O HIT é utilizado para avaliar a função do reflexo vestíbulo-ocular (VOR). Para realizar esta manobra, o paciente deve estar sentado e instruído a fixar o olhar em um alvo diretamente à sua frente, como o nariz do examinador. O examinador, então, segura a cabeça do paciente com ambas as mãos, aplicando movimentos rápidos e imprevisíveis de rotação lateral, de aproximadamente 15 a 20 graus, para ambos os lados.

Se o reflexo estiver normal, os olhos do paciente permanecem fixos no alvo. Contudo, se houver uma lesão vestibular, o paciente realizará movimentos de correção, conhecidos como "catch-up saccades", para reorientar o olhar no alvo. Esses movimentos corretivos são um sinal de comprometimento vestibular.


2. Movimentos Sacádicos:


Os movimentos sacádicos são movimentos rápidos e precisos dos olhos, que permitem mudar o foco de um objeto para outro. A avaliação dos movimentos sacádicos envolve a observação da capacidade do paciente de mover os olhos rapidamente entre dois alvos. O examinador pode, por exemplo, segurar dois dedos, um de cada lado do campo visual do paciente, e instruí-lo a olhar alternadamente para cada dedo.

A avaliação dos movimentos sacádicos observa a latência (o tempo de início do movimento), a velocidade (o quão rápido os olhos se movem), a precisão (se o olho atinge diretamente o alvo) e a conjugação (se ambos os olhos se movem juntos). Anormalidades podem indicar disfunções em várias partes do sistema nervoso central, incluindo o cerebelo e o tronco encefálico.
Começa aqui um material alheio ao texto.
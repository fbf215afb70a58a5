// ABOUTME: Integration tests for profile settings endpoints
// ABOUTME: Lazy default creation, upserts, and validation limits
//
// SPDX-License-Identifier: MIT OR Apache-2.0
// Copyright (c) 2025 Fitlog Contributors
#![allow(clippy::unwrap_used, clippy::expect_used, clippy::panic)]
#![allow(missing_docs, clippy::missing_errors_doc, clippy::missing_panics_doc)]

mod common;

use anyhow::Result;
use http::StatusCode;
use serde_json::json;

use common::{request_json, test_resources, test_router, test_user};

#[tokio::test]
async fn profile_is_lazily_created_with_defaults() -> Result<()> {
    let resources = test_resources(None).await?;
    let router = test_router(&resources);
    let (user_id, token) = test_user(&resources)?;

    let (status, body) = request_json(&router, "GET", "/api/profile", Some(&token), None).await?;
    assert_eq!(status, StatusCode::OK);
    assert_eq!(body["user_id"], user_id.to_string());
    assert_eq!(body["weight_unit"], "lbs");
    assert_eq!(body["theme_preference"], "system");
    assert_eq!(body["target_weight"], serde_json::Value::Null);

    // Second read returns the same row, not a new one
    let (_, again) = request_json(&router, "GET", "/api/profile", Some(&token), None).await?;
    assert_eq!(again["id"], body["id"]);
    Ok(())
}

#[tokio::test]
async fn profile_upsert_round_trips() -> Result<()> {
    let resources = test_resources(None).await?;
    let router = test_router(&resources);
    let (_, token) = test_user(&resources)?;

    let (status, updated) = request_json(
        &router,
        "PUT",
        "/api/profile",
        Some(&token),
        Some(json!({
            "target_weight": 172.5,
            "weight_unit": "kg",
            "dietary_preference": "vegetarian",
            "theme_preference": "dark"
        })),
    )
    .await?;
    assert_eq!(status, StatusCode::OK);
    assert_eq!(updated["target_weight"], 172.5);
    assert_eq!(updated["weight_unit"], "kg");

    let (_, fetched) = request_json(&router, "GET", "/api/profile", Some(&token), None).await?;
    assert_eq!(fetched["dietary_preference"], "vegetarian");
    assert_eq!(fetched["theme_preference"], "dark");
    Ok(())
}

#[tokio::test]
async fn profile_rejects_out_of_range_target_weight() -> Result<()> {
    let resources = test_resources(None).await?;
    let router = test_router(&resources);
    let (_, token) = test_user(&resources)?;

    for bad in [0.0, -5.0, 1200.0] {
        let (status, body) = request_json(
            &router,
            "PUT",
            "/api/profile",
            Some(&token),
            Some(json!({"target_weight": bad})),
        )
        .await?;
        assert_eq!(status, StatusCode::BAD_REQUEST, "target_weight {bad}");
        assert_eq!(body["error"]["code"], "VALUE_OUT_OF_RANGE");
    }
    Ok(())
}

#[tokio::test]
async fn profile_rejects_over_length_dietary_preference() -> Result<()> {
    let resources = test_resources(None).await?;
    let router = test_router(&resources);
    let (_, token) = test_user(&resources)?;

    let (status, body) = request_json(
        &router,
        "PUT",
        "/api/profile",
        Some(&token),
        Some(json!({"dietary_preference": "x".repeat(121)})),
    )
    .await?;
    assert_eq!(status, StatusCode::BAD_REQUEST);
    assert_eq!(body["error"]["code"], "INVALID_INPUT");
    Ok(())
}

#[tokio::test]
async fn profile_requires_authentication() -> Result<()> {
    let resources = test_resources(None).await?;
    let router = test_router(&resources);

    let (status, _) = request_json(&router, "GET", "/api/profile", None, None).await?;
    assert_eq!(status, StatusCode::UNAUTHORIZED);

    let (status, _) = request_json(
        &router,
        "PUT",
        "/api/profile",
        None,
        Some(json!({"weight_unit": "kg"})),
    )
    .await?;
    assert_eq!(status, StatusCode::UNAUTHORIZED);
    Ok(())
}
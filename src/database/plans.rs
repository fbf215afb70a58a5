// ABOUTME: Database operations for generated workout and diet plans
// ABOUTME: Insert, list, and fetch-by-id with per-user isolation
//
// SPDX-License-Identifier: MIT OR Apache-2.0
// Copyright (c) 2025 Fitlog Contributors

use chrono::{DateTime, Utc};
use serde::{Deserialize, Serialize};
use sqlx::sqlite::SqliteRow;
use sqlx::{Row, SqlitePool};
use uuid::Uuid;

use crate::database::{row_timestamp, row_uuid, DEFAULT_LIST_LIMIT};
use crate::errors::{AppError, AppResult};
use crate::models::{PlanRecord, PlanType};

/// Payload for storing a plan
#[derive(Debug, Clone, Serialize, Deserialize)]
pub struct NewPlan {
    /// Workout or diet
    pub plan_type: PlanType,
    /// Short plan title
    pub title: String,
    /// Focus the plan targets, if any
    #[serde(default)]
    pub focus: Option<String>,
    /// Conversational summary, if rendering succeeded
    #[serde(default)]
    pub summary: Option<String>,
    /// Full structured plan as JSON
    pub content: serde_json::Value,
    /// When the plan was generated; defaults to now
    #[serde(default)]
    pub generated_at: Option<DateTime<Utc>>,
}

impl NewPlan {
    /// # Errors
    ///
    /// Returns a validation error when the title is empty.
    pub fn validate(&self) -> AppResult<()> {
        if self.title.trim().is_empty() {
            return Err(AppError::invalid_input("title is required"));
        }
        Ok(())
    }
}

/// Generated plan database operations
pub struct PlanManager {
    pool: SqlitePool,
}

impl PlanManager {
    /// Create a new plan manager
    #[must_use]
    pub const fn new(pool: SqlitePool) -> Self {
        Self { pool }
    }

    /// Store a plan
    ///
    /// # Errors
    ///
    /// Returns an error if the payload fails validation, the content cannot
    /// be serialized, or the insert fails.
    pub async fn create(&self, user_id: Uuid, plan: &NewPlan) -> AppResult<PlanRecord> {
        plan.validate()?;

        let id = Uuid::new_v4();
        let now = Utc::now();
        let generated_at = plan.generated_at.unwrap_or(now);
        let content = serde_json::to_string(&plan.content)
            .map_err(|e| AppError::internal(format!("Failed to serialize plan content: {e}")))?;

        sqlx::query(
            r"
            INSERT INTO plan_records
                (id, user_id, plan_type, title, focus, summary, content, generated_at, created_at, updated_at)
            VALUES ($1, $2, $3, $4, $5, $6, $7, $8, $9, $9)
            ",
        )
        .bind(id.to_string())
        .bind(user_id.to_string())
        .bind(plan.plan_type.as_str())
        .bind(&plan.title)
        .bind(plan.focus.as_deref())
        .bind(plan.summary.as_deref())
        .bind(&content)
        .bind(generated_at.to_rfc3339())
        .bind(now.to_rfc3339())
        .execute(&self.pool)
        .await
        .map_err(|e| AppError::database(format!("Failed to insert plan: {e}")))?;

        Ok(PlanRecord {
            id,
            user_id,
            plan_type: plan.plan_type,
            title: plan.title.clone(),
            focus: plan.focus.clone(),
            summary: plan.summary.clone(),
            content: plan.content.clone(),
            generated_at,
            created_at: now,
            updated_at: now,
        })
    }

    /// List plans, newest first
    ///
    /// # Errors
    ///
    /// Returns an error if the query fails.
    pub async fn list(&self, user_id: Uuid, limit: Option<i64>) -> AppResult<Vec<PlanRecord>> {
        let rows = sqlx::query(
            r"
            SELECT id, user_id, plan_type, title, focus, summary, content, generated_at, created_at, updated_at
            FROM plan_records
            WHERE user_id = $1
            ORDER BY generated_at DESC
            LIMIT $2
            ",
        )
        .bind(user_id.to_string())
        .bind(limit.unwrap_or(DEFAULT_LIST_LIMIT))
        .fetch_all(&self.pool)
        .await
        .map_err(|e| AppError::database(format!("Failed to list plans: {e}")))?;

        rows.iter().map(Self::row_to_record).collect()
    }

    /// Fetch one plan by id
    ///
    /// # Errors
    ///
    /// Returns an error if the query fails.
    pub async fn get(&self, user_id: Uuid, id: Uuid) -> AppResult<Option<PlanRecord>> {
        let row = sqlx::query(
            r"
            SELECT id, user_id, plan_type, title, focus, summary, content, generated_at, created_at, updated_at
            FROM plan_records
            WHERE user_id = $1 AND id = $2
            ",
        )
        .bind(user_id.to_string())
        .bind(id.to_string())
        .fetch_optional(&self.pool)
        .await
        .map_err(|e| AppError::database(format!("Failed to fetch plan: {e}")))?;

        row.as_ref().map(Self::row_to_record).transpose()
    }

    fn row_to_record(row: &SqliteRow) -> AppResult<PlanRecord> {
        let content_raw: String = row
            .try_get("content")
            .map_err(|e| AppError::database(format!("Failed to read content: {e}")))?;
        let content = serde_json::from_str(&content_raw)
            .map_err(|e| AppError::database(format!("Stored plan content is not JSON: {e}")))?;

        Ok(PlanRecord {
            id: row_uuid(row, "id")?,
            user_id: row_uuid(row, "user_id")?,
            plan_type: row
                .try_get::<String, _>("plan_type")
                .map_err(|e| AppError::database(format!("Failed to read plan_type: {e}")))?
                .parse()?,
            title: row
                .try_get("title")
                .map_err(|e| AppError::database(format!("Failed to read title: {e}")))?,
            focus: row
                .try_get("focus")
                .map_err(|e| AppError::database(format!("Failed to read focus: {e}")))?,
            summary: row
                .try_get("summary")
                .map_err(|e| AppError::database(format!("Failed to read summary: {e}")))?,
            content,
            generated_at: row_timestamp(row, "generated_at")?,
            created_at: row_timestamp(row, "created_at")?,
            updated_at: row_timestamp(row, "updated_at")?,
        })
    }
}
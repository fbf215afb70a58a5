// ABOUTME: Profile settings endpoints
// ABOUTME: Lazily-created fetch and validated upsert
//
// SPDX-License-Identifier: MIT OR Apache-2.0
// Copyright (c) 2025 Fitlog Contributors

use std::sync::Arc;

use axum::extract::State;
use axum::http::HeaderMap;
use axum::response::{IntoResponse, Response};
use axum::routing::get;
use axum::{Json, Router};

use crate::database::ProfileUpdate;
use crate::errors::AppError;
use crate::resources::ServerResources;

/// Profile routes handler
pub struct ProfileRoutes;

impl ProfileRoutes {
    /// Create the profile routes
    pub fn routes(resources: Arc<ServerResources>) -> Router {
        Router::new()
            .route("/api/profile", get(Self::fetch).put(Self::update))
            .with_state(resources)
    }

    async fn fetch(
        State(resources): State<Arc<ServerResources>>,
        headers: HeaderMap,
    ) -> Result<Response, AppError> {
        let auth = resources.auth.authenticate(&headers)?;
        let settings = resources
            .database
            .profiles()
            .get_or_create(auth.user_id)
            .await?;
        Ok(Json(settings).into_response())
    }

    async fn update(
        State(resources): State<Arc<ServerResources>>,
        headers: HeaderMap,
        Json(update): Json<ProfileUpdate>,
    ) -> Result<Response, AppError> {
        let auth = resources.auth.authenticate(&headers)?;
        let settings = resources
            .database
            .profiles()
            .upsert(auth.user_id, &update)
            .await?;
        Ok(Json(settings).into_response())
    }
}
// ============================================================================
// Enumerations
// ============================================================================

/// Weight measurement unit
#[derive(Debug, Clone, Copy, Default, PartialEq, Eq, Serialize, Deserialize)]
#[serde(rename_all = "lowercase")]
pub enum WeightUnit {
    /// Pounds
    #[default]
    Lbs,
    /// Kilograms
    Kg,
}

impl WeightUnit {
    /// Stable string form used in storage and prompts
    #[must_use]
    pub const fn as_str(&self) -> &'static str {
        match self {
            Self::Lbs => "lbs",
            Self::Kg => "kg",
        }
    }
}

impl std::str::FromStr for WeightUnit {
    type Err = AppError;

    fn from_str(s: &str) -> Result<Self, Self::Err> {
        match s {
            "lbs" => Ok(Self::Lbs),
            "kg" => Ok(Self::Kg),
            other => Err(AppError::invalid_input(format!(
                "Unknown weight unit: {other}"
            ))),
        }
    }
}

/// Kind of generated plan
#[derive(Debug, Clone, Copy, PartialEq, Eq, Serialize, Deserialize)]
#[serde(rename_all = "lowercase")]
pub enum PlanType {
    /// Multi-day training schedule
    Workout,
    /// Multi-day nutrition schedule
    Diet,
}

impl PlanType {
    /// Stable string form used in storage and prompts
    #[must_use]
    pub const fn as_str(&self) -> &'static str {
        match self {
            Self::Workout => "workout",
            Self::Diet => "diet",
        }
    }
}

impl std::str::FromStr for PlanType {
    type Err = AppError;

    fn from_str(s: &str) -> Result<Self, Self::Err> {
        match s {
            "workout" => Ok(Self::Workout),
            "diet" => Ok(Self::Diet),
            other => Err(AppError::invalid_input(format!(
                "Unknown plan type: {other}"
            ))),
        }
    }
}

/// UI theme preference stored with the profile
#[derive(Debug, Clone, Copy, Default, PartialEq, Eq, Serialize, Deserialize)]
#[serde(rename_all = "lowercase")]
pub enum ThemePreference {
    /// Light theme
    Light,
    /// Dark theme
    Dark,
    /// Follow the system setting
    #[default]
    System,
}

impl ThemePreference {
    /// Stable string form used in storage
    #[must_use]
    pub const fn as_str(&self) -> &'static str {
        match self {
            Self::Light => "light",
            Self::Dark => "dark",
            Self::System => "system",
        }
    }
}

impl std::str::FromStr for ThemePreference {
    type Err = AppError;

    fn from_str(s: &str) -> Result<Self, Self::Err> {
        match s {
            "light" => Ok(Self::Light),
            "dark" => Ok(Self::Dark),
            "system" => Ok(Self::System),
            other => Err(AppError::invalid_input(format!(
                "Unknown theme preference: {other}"
            ))),
        }
    }
}

// ============================================================================
// Stored records
// ============================================================================

/// A persisted weight reading
#[derive(Debug, Clone, Serialize, Deserialize)]
pub struct WeightRecord {
    /// Unique identifier
    pub id: Uuid,
    /// Owning user
    pub user_id: Uuid,
    /// Measured weight, always positive
    pub weight: f64,
    /// Unit the value was recorded in
    pub unit: WeightUnit,
    /// When the measurement was taken
    pub recorded_at: DateTime<Utc>,
    /// Row creation time
    pub created_at: DateTime<Utc>,
    /// Last modification time
    pub updated_at: DateTime<Utc>,
}

/// A persisted body-fat percentage reading
#[derive(Debug, Clone, Serialize, Deserialize)]
pub struct BodyFatRecord {
    /// Unique identifier
    pub id: Uuid,
    /// Owning user
    pub user_id: Uuid,
    /// Body-fat percentage, in (0, 100]
    pub percentage: f64,
    /// When the measurement was taken
    pub recorded_at: DateTime<Utc>,
    /// Row creation time
    pub created_at: DateTime<Utc>,
    /// Last modification time
    pub updated_at: DateTime<Utc>,
}

/// A persisted workout entry
#[derive(Debug, Clone, Serialize, Deserialize)]
pub struct WorkoutRecord {
    /// Unique identifier
    pub id: Uuid,
    /// Owning user
    pub user_id: Uuid,
    /// Activity description ("bench press", "5k run", ...)
    pub activity: String,
    /// Number of sets, if applicable
    pub sets: Option<i64>,
    /// Reps per set, if applicable
    pub reps: Option<i64>,
    /// Load in the user's weight unit, if applicable
    pub load: Option<f64>,
    /// Distance covered, if applicable
    pub distance: Option<f64>,
    /// Duration in minutes, if applicable
    pub duration_minutes: Option<f64>,
    /// Free-text intensity note ("easy", "RPE 8", ...)
    pub intensity: Option<String>,
    /// When the workout happened
    pub performed_at: DateTime<Utc>,
    /// Row creation time
    pub created_at: DateTime<Utc>,
    /// Last modification time
    pub updated_at: DateTime<Utc>,
}

/// A persisted meal entry
#[derive(Debug, Clone, Serialize, Deserialize)]
pub struct MealRecord {
    /// Unique identifier
    pub id: Uuid,
    /// Owning user
    pub user_id: Uuid,
    /// What was eaten
    pub description: String,
    /// Total calories, if known
    pub calories: Option<f64>,
    /// Protein grams, if known
    pub protein_g: Option<f64>,
    /// Carbohydrate grams, if known
    pub carbs_g: Option<f64>,
    /// Fat grams, if known
    pub fats_g: Option<f64>,
    /// When the meal was eaten
    pub eaten_at: DateTime<Utc>,
    /// Row creation time
    pub created_at: DateTime<Utc>,
    /// Last modification time
    pub updated_at: DateTime<Utc>,
}

/// A persisted generated plan
#[derive(Debug, Clone, Serialize, Deserialize)]
pub struct PlanRecord {
    /// Unique identifier
    pub id: Uuid,
    /// Owning user
    pub user_id: Uuid,
    /// Workout or diet
    pub plan_type: PlanType,
    /// Short plan title
    pub title: String,
    /// Focus the plan was generated for, if any
    pub focus: Option<String>,
    /// Conversational summary shown in chat, if rendering succeeded
    pub summary: Option<String>,
    /// Full structured plan as JSON
    pub content: serde_json::Value,
    /// When the plan was generated
    pub generated_at: DateTime<Utc>,
    /// Row creation time
    pub created_at: DateTime<Utc>,
    /// Last modification time
    pub updated_at: DateTime<Utc>,
}

/// Per-user profile settings, lazily created with defaults on first read
#[derive(Debug, Clone, Serialize, Deserialize)]
pub struct ProfileSettings {
    /// Unique identifier
    pub id: Uuid,
    /// Owning user; exactly one settings row per user
    pub user_id: Uuid,
    /// Goal weight in the user's unit, if set
    pub target_weight: Option<f64>,
    /// Preferred weight unit
    pub weight_unit: WeightUnit,
    /// Free-text dietary preference, at most 120 characters
    pub dietary_preference: Option<String>,
    /// UI theme preference
    pub theme_preference: ThemePreference,
    /// Row creation time
    pub created_at: DateTime<Utc>,
    /// Last modification time
    pub updated_at: DateTime<Utc>,
}

// ============================================================================
// Insert payloads
// ============================================================================

/// Maximum length accepted for the dietary preference text
pub const DIETARY_PREFERENCE_MAX_LEN: usize = 120;

/// New weight reading, from extraction or a direct insert
#[derive(Debug, Clone, Serialize, Deserialize)]
pub struct NewWeight {
    /// Measured weight
    pub weight: f64,
    /// Unit the value was recorded in
    #[serde(default)]
    pub unit: WeightUnit,
    /// When the measurement was taken
    pub recorded_at: DateTime<Utc>,
}

impl NewWeight {
    /// # Errors
    ///
    /// Returns a range error if the weight is not positive.
    pub fn validate(&self) -> AppResult<()> {
        if self.weight <= 0.0 {
            return Err(AppError::out_of_range("weight must be positive"));
        }
        Ok(())
    }
}

/// New body-fat reading
#[derive(Debug, Clone, Serialize, Deserialize)]
pub struct NewBodyFat {
    /// Body-fat percentage
    pub percentage: f64,
    /// When the measurement was taken
    pub recorded_at: DateTime<Utc>,
}

impl NewBodyFat {
    /// # Errors
    ///
    /// Returns a range error unless the percentage is in (0, 100].
    pub fn validate(&self) -> AppResult<()> {
        if self.percentage <= 0.0 || self.percentage > 100.0 {
            return Err(AppError::out_of_range(
                "body fat percentage must be between 0 and 100",
            ));
        }
        Ok(())
    }
}

/// New workout entry
#[derive(Debug, Clone, Serialize, Deserialize)]
pub struct NewWorkout {
    /// Activity description, required
    pub activity: String,
    /// Number of sets
    #[serde(default)]
    pub sets: Option<i64>,
    /// Reps per set
    #[serde(default)]
    pub reps: Option<i64>,
    /// Load lifted
    #[serde(default)]
    pub load: Option<f64>,
    /// Distance covered
    #[serde(default)]
    pub distance: Option<f64>,
    /// Duration in minutes
    #[serde(default)]
    pub duration_minutes: Option<f64>,
    /// Free-text intensity note
    #[serde(default)]
    pub intensity: Option<String>,
    /// When the workout happened
    pub performed_at: DateTime<Utc>,
}

impl NewWorkout {
    /// # Errors
    ///
    /// Returns a validation error if the activity is empty or any numeric
    /// field is present but not positive.
    pub fn validate(&self) -> AppResult<()> {
        if self.activity.trim().is_empty() {
            return Err(AppError::invalid_input("activity is required"));
        }
        require_positive_int("sets", self.sets)?;
        require_positive_int("reps", self.reps)?;
        require_positive("load", self.load)?;
        require_positive("distance", self.distance)?;
        require_positive("duration_minutes", self.duration_minutes)?;
        Ok(())
    }
}

/// New meal entry
#[derive(Debug, Clone, Serialize, Deserialize)]
pub struct NewMeal {
    /// What was eaten, required
    pub description: String,
    /// Total calories
    #[serde(default)]
    pub calories: Option<f64>,
    /// Protein grams
    #[serde(default)]
    pub protein_g: Option<f64>,
    /// Carbohydrate grams
    #[serde(default)]
    pub carbs_g: Option<f64>,
    /// Fat grams
    #[serde(default)]
    pub fats_g: Option<f64>,
    /// When the meal was eaten
    pub eaten_at: DateTime<Utc>,
}

impl NewMeal {
    /// # Errors
    ///
    /// Returns a validation error if the description is empty or any numeric
    /// field is present but not positive.
    pub fn validate(&self) -> AppResult<()> {
        if self.description.trim().is_empty() {
            return Err(AppError::invalid_input("description is required"));
        }
        require_positive("calories", self.calories)?;
        require_positive("protein_g", self.protein_g)?;
        require_positive("carbs_g", self.carbs_g)?;
        require_positive("fats_g", self.fats_g)?;
        Ok(())
    }
}

fn require_positive(field: &str, value: Option<f64>) -> AppResult<()> {
    match value {
        Some(v) if v <= 0.0 => Err(AppError::out_of_range(format!(
            "{field} must be positive"
        ))),
        _ => Ok(()),
    }
}

fn require_positive_int(field: &str, value: Option<i64>) -> AppResult<()> {
    match value {
        Some(v) if v <= 0 => Err(AppError::out_of_range(format!(
            "{field} must be positive"
        ))),
        _ => Ok(()),
    }
}

// ============================================================================
// Extraction payloads
// ============================================================================

/// One typed entry extracted from a chat message
#[derive(Debug, Clone, Serialize, Deserialize)]
#[serde(tag = "type", rename_all = "snake_case")]
pub enum ExtractedEntry {
    /// Weight reading
    Weight(NewWeight),
    /// Body-fat reading
    BodyFat(NewBodyFat),
    /// Workout entry
    Workout(NewWorkout),
    /// Meal entry
    Meal(NewMeal),
}

impl ExtractedEntry {
    /// Validate the wrapped payload's field ranges
    ///
    /// # Errors
    ///
    /// Returns the wrapped payload's validation error.
    pub fn validate(&self) -> AppResult<()> {
        match self {
            Self::Weight(w) => w.validate(),
            Self::BodyFat(b) => b.validate(),
            Self::Workout(w) => w.validate(),
            Self::Meal(m) => m.validate(),
        }
    }

}

/// Plan request extracted from a chat message
#[derive(Debug, Clone, Serialize, Deserialize)]
pub struct PlanRequest {
    /// Workout or diet
    pub plan_type: PlanType,
    /// Optional focus ("upper body strength", "cutting", ...)
    #[serde(default)]
    pub focus: Option<String>,
    /// Optional duration in weeks
    #[serde(default)]
    pub duration_weeks: Option<u32>,
}

impl PlanRequest {
    /// # Errors
    ///
    /// Returns a range error if the duration is present but zero.
    pub fn validate(&self) -> AppResult<()> {
        if self.duration_weeks == Some(0) {
            return Err(AppError::out_of_range("duration_weeks must be positive"));
        }
        Ok(())
    }
}
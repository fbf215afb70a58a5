// ABOUTME: Shared test utilities for integration tests
// ABOUTME: In-memory resources, scripted LLM provider, and request helpers
//
// SPDX-License-Identifier: MIT OR Apache-2.0
// Copyright (c) 2025 Fitlog Contributors
#![allow(clippy::unwrap_used, clippy::expect_used, clippy::panic)]
#![allow(
    dead_code,
    missing_docs,
    clippy::missing_errors_doc,
    clippy::missing_panics_doc,
    clippy::must_use_candidate,
    clippy::module_name_repetitions
)]

//! Shared test utilities for `fitlog_server`
//!
//! Builds fully wired in-memory server resources and provides a scripted LLM
//! provider plus request helpers for exercising routers with `oneshot`.

use std::collections::VecDeque;
use std::env;
use std::sync::{Arc, Mutex, Once};

use anyhow::Result;
use async_trait::async_trait;
use axum::body::Body;
use axum::Router;
use http::{Request, StatusCode};
use serde_json::Value;
use tower::ServiceExt;
use uuid::Uuid;

use fitlog_server::auth::AuthManager;
use fitlog_server::config::ServerConfig;
use fitlog_server::database::Database;
use fitlog_server::errors::{AppError, AppResult};
use fitlog_server::llm::{ChatRequest, ChatResponse, LlmProvider};
use fitlog_server::resources::ServerResources;
use fitlog_server::routes;

static INIT_LOGGER: Once = Once::new();

/// Initialize quiet logging for tests (call once per test process)
pub fn init_test_logging() {
    INIT_LOGGER.call_once(|| {
        let log_level = match env::var("TEST_LOG").as_deref() {
            Ok("TRACE") => tracing::Level::TRACE,
            Ok("DEBUG") => tracing::Level::DEBUG,
            Ok("INFO") => tracing::Level::INFO,
            _ => tracing::Level::WARN,
        };
        tracing_subscriber::fmt()
            .with_max_level(log_level)
            .with_test_writer()
            .init();
    });
}

/// LLM provider returning scripted responses in order
pub struct TestLlmProvider {
    responses: Mutex<VecDeque<String>>,
}

impl TestLlmProvider {
    pub fn new(responses: Vec<String>) -> Arc<Self> {
        Arc::new(Self {
            responses: Mutex::new(responses.into()),
        })
    }

    pub fn scripted(responses: &[&str]) -> Arc<Self> {
        Self::new(responses.iter().map(ToString::to_string).collect())
    }
}

#[async_trait]
impl LlmProvider for TestLlmProvider {
    fn name(&self) -> &str {
        "test"
    }

    fn default_model(&self) -> &str {
        "test-model"
    }

    async fn complete(&self, _request: &ChatRequest) -> AppResult<ChatResponse> {
        let content = self
            .responses
            .lock()
            .unwrap()
            .pop_front()
            .ok_or_else(|| AppError::external_service("llm", "no scripted response left"))?;
        Ok(ChatResponse {
            content,
            model: "test-model".to_owned(),
            usage: None,
        })
    }
}

/// Build fully wired in-memory resources with an optional LLM provider
pub async fn test_resources(llm: Option<Arc<dyn LlmProvider>>) -> Result<Arc<ServerResources>> {
    init_test_logging();
    let config = ServerConfig::for_testing();
    let database = Database::new(&config.database_url).await?;
    database.migrate().await?;
    let auth = AuthManager::new(&config.jwt_secret);
    Ok(Arc::new(ServerResources::new(database, auth, llm, config)))
}

/// Build the full API router over the given resources
pub fn test_router(resources: &Arc<ServerResources>) -> Router {
    routes::router(resources)
}

/// Create a user id and a valid bearer token for it
pub fn test_user(resources: &Arc<ServerResources>) -> Result<(Uuid, String)> {
    let user_id = Uuid::new_v4();
    let token = resources.auth.generate_token(user_id)?;
    Ok((user_id, token))
}

/// Send one request to the router and return status plus parsed JSON body
pub async fn request_json(
    router: &Router,
    method: &str,
    uri: &str,
    token: Option<&str>,
    body: Option<Value>,
) -> Result<(StatusCode, Value)> {
    let mut builder = Request::builder().method(method).uri(uri);
    if let Some(token) = token {
        builder = builder.header("authorization", format!("Bearer {token}"));
    }
    let request = match body {
        Some(json) => builder
            .header("content-type", "application/json")
            .body(Body::from(serde_json::to_vec(&json)?))?,
        None => builder.body(Body::empty())?,
    };

    let response = router.clone().oneshot(request).await?;
    let status = response.status();
    let bytes = axum::body::to_bytes(response.into_body(), usize::MAX).await?;
    let value = if bytes.is_empty() {
        Value::Null
    } else {
        serde_json::from_slice(&bytes)?
    };
    Ok((status, value))
}

/// A structured extraction payload with no entries and no plan
pub fn empty_extraction() -> String {
    r#"{"entries":[],"clarification_needed":false,"acknowledgements":[]}"#.to_owned()
}

/// A valid three-day structured plan, as the model would return it
pub fn scripted_plan(plan_type: &str) -> String {
    format!(
        r#"{{
            "plan_type": "{plan_type}",
            "title": "Starter Block",
            "focus": "consistency",
            "summary": "Three focused days to build the habit.",
            "schedule": [
                {{"day": "Day 1", "headline": "Full body", "details": "Squat, push, pull."}},
                {{"day": "Day 2", "headline": "Conditioning", "details": "30 minutes easy cardio."}},
                {{"day": "Day 3", "headline": "Full body", "details": "Hinge, press, carry."}}
            ],
            "key_points": ["Show up every scheduled day"],
            "tips": ["Lay out your gear the night before"]
        }}"#
    )
}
3. Movimentos de Perseguição Suave (Smooth Pursuit):


Os movimentos de perseguição são movimentos oculares lentos que permitem seguir objetos em movimento. Para avaliar a perseguição, o examinador move lentamente um alvo, como um dedo ou uma caneta, horizontalmente e verticalmente, enquanto instrui o paciente a segui-lo apenas com os olhos, sem mover a cabeça.

A avaliação considera a suavidade e a coordenação do movimento. Interrupções ou movimentos bruscos (sacádicos) durante a perseguição sugerem disfunção no sistema nervoso central, especialmente nas áreas corticais ou cerebelares envolvidas no controle dos movimentos oculares.


4. Nistagmo Evocado pelo Olhar:


O nistagmo é uma oscilação rítmica dos olhos. O nistagmo evocado pelo olhar é avaliado instruindo o paciente a olhar em várias direções (direita, esquerda, para cima e para baixo) enquanto o examinador observa os olhos. Normalmente, um pequeno nistagmo, conhecido como nistagmo de ponto final, pode ser observado ao olhar em posições extremas.

No entanto, um nistagmo que persiste ou que ocorre em outras direções pode indicar disfunção vestibular ou cerebelar.


5. Intrusões Sacádicas:


As intrusões sacádicas são movimentos rápidos e involuntários que interrompem a fixação visual. Eles podem ser avaliados pedindo ao paciente para fixar o olhar em um alvo estático, enquanto o examinador observa se há intrusões, como "square-wave jerks" (movimentos sacádicos pequenos que levam os olhos para fora do alvo e retornam), "macro-square-wave jerks" (movimentos maiores) ou "ocular flutter" (movimentos sacádicos rápidos e repetitivos). Esses fenômenos indicam disfunção cerebelar ou do tronco encefálico.

Essas técnicas são cruciais para a avaliação otoneurológica, fornecendo informações detalhadas sobre a função vestibular e oculomotora, e ajudando a localizar possíveis lesões ou disfunções no sistema nervoso central ou periférico.